* Stored items *
# # # # # # #

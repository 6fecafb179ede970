//! Remote control-plane client for Linode Kubernetes Engine
//!
//! [`LinodeApi`] is the narrow set of LKE operations the reconcilers need.
//! [`LinodeClient`] implements it over the Linode v4 REST API; tests use the
//! generated `MockLinodeApi`.

mod error;
mod linode;
pub mod types;

pub use error::LinodeError;
pub use linode::{LinodeClient, DEFAULT_LINODE_URL, USER_AGENT};

use async_trait::async_trait;

#[cfg(test)]
use mockall::automock;

use types::{
    ClusterCreateOptions, ClusterKubeconfig, ClusterUpdateOptions, LkeCluster, LkeVersion,
    NodePool, NodePoolCreateOptions, NodePoolUpdateOptions,
};

/// Trait abstracting the LKE API
///
/// All ids are provider-assigned. Implementations must not cache results:
/// every call reflects the remote state at the time of the call.
#[cfg_attr(test, automock)]
#[async_trait]
pub trait LinodeApi: Send + Sync {
    /// Create a cluster with its initial node pools
    async fn create_cluster(&self, opts: &ClusterCreateOptions)
        -> Result<LkeCluster, LinodeError>;

    /// Fetch a cluster
    async fn get_cluster(&self, cluster_id: u64) -> Result<LkeCluster, LinodeError>;

    /// Update cluster-level properties
    async fn update_cluster(
        &self,
        cluster_id: u64,
        opts: &ClusterUpdateOptions,
    ) -> Result<LkeCluster, LinodeError>;

    /// Delete a cluster and all of its pools
    async fn delete_cluster(&self, cluster_id: u64) -> Result<(), LinodeError>;

    /// List every node pool of a cluster
    async fn list_node_pools(&self, cluster_id: u64) -> Result<Vec<NodePool>, LinodeError>;

    /// Fetch one node pool including member node statuses
    async fn get_node_pool(&self, cluster_id: u64, pool_id: u64)
        -> Result<NodePool, LinodeError>;

    /// Add a node pool to a cluster
    async fn create_node_pool(
        &self,
        cluster_id: u64,
        opts: &NodePoolCreateOptions,
    ) -> Result<NodePool, LinodeError>;

    /// Resize a node pool
    async fn update_node_pool(
        &self,
        cluster_id: u64,
        pool_id: u64,
        opts: &NodePoolUpdateOptions,
    ) -> Result<NodePool, LinodeError>;

    /// Delete a node pool
    async fn delete_node_pool(&self, cluster_id: u64, pool_id: u64) -> Result<(), LinodeError>;

    /// Fetch the cluster's admin kubeconfig (base64)
    async fn get_kubeconfig(&self, cluster_id: u64) -> Result<ClusterKubeconfig, LinodeError>;

    /// List the Kubernetes versions LKE currently offers
    async fn list_versions(&self) -> Result<Vec<LkeVersion>, LinodeError>;
}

# # # # # # #

* WHAT IS NEEDED *
Give back the data exactly, with no line dropped.

* WRITTEN ANSWER *
repository 6fecafb179ede970
//! Remote control-plane client for Linode Kubernetes Engine
//!
//! [`LinodeApi`] is the narrow set of LKE operations the reconcilers need.
//! [`LinodeClient`] implements it over the Linode v4 REST API; tests use the
//! generated `MockLinodeApi`.

mod error;
mod linode;
pub mod types;

pub use error::LinodeError;
pub use linode::{LinodeClient, DEFAULT_LINODE_URL, USER_AGENT};

use async_trait::async_trait;

#[cfg(test)]
use mockall::automock;

use types::{
    ClusterCreateOptions, ClusterKubeconfig, ClusterUpdateOptions, LkeCluster, LkeVersion,
    NodePool, NodePoolCreateOptions, NodePoolUpdateOptions,
};

/// Trait abstracting the LKE API
///
/// All ids are provider-assigned. Implementations must not cache results:
/// every call reflects the remote state at the time of the call.
#[cfg_attr(test, automock)]
#[async_trait]
pub trait LinodeApi: Send + Sync {
    /// Create a cluster with its initial node pools
    async fn create_cluster(&self, opts: &ClusterCreateOptions)
        -> Result<LkeCluster, LinodeError>;

    /// Fetch a cluster
    async fn get_cluster(&self, cluster_id: u64) -> Result<LkeCluster, LinodeError>;

    /// Update cluster-level properties
    async fn update_cluster(
        &self,
        cluster_id: u64,
        opts: &ClusterUpdateOptions,
    ) -> Result<LkeCluster, LinodeError>;

    /// Delete a cluster and all of its pools
    async fn delete_cluster(&self, cluster_id: u64) -> Result<(), LinodeError>;

    /// List every node pool of a cluster
    async fn list_node_pools(&self, cluster_id: u64) -> Result<Vec<NodePool>, LinodeError>;

    /// Fetch one node pool including member node statuses
    async fn get_node_pool(&self, cluster_id: u64, pool_id: u64)
        -> Result<NodePool, LinodeError>;

    /// Add a node pool to a cluster
    async fn create_node_pool(
        &self,
        cluster_id: u64,
        opts: &NodePoolCreateOptions,
    ) -> Result<NodePool, LinodeError>;

    /// Resize a node pool
    async fn update_node_pool(
        &self,
        cluster_id: u64,
        pool_id: u64,
        opts: &NodePoolUpdateOptions,
    ) -> Result<NodePool, LinodeError>;

    /// Delete a node pool
    async fn delete_node_pool(&self, cluster_id: u64, pool_id: u64) -> Result<(), LinodeError>;

    /// Fetch the cluster's admin kubeconfig (base64)
    async fn get_kubeconfig(&self, cluster_id: u64) -> Result<ClusterKubeconfig, LinodeError>;

    /// List the Kubernetes versions LKE currently offers
    async fn list_versions(&self) -> Result<Vec<LkeVersion>, LinodeError>;
}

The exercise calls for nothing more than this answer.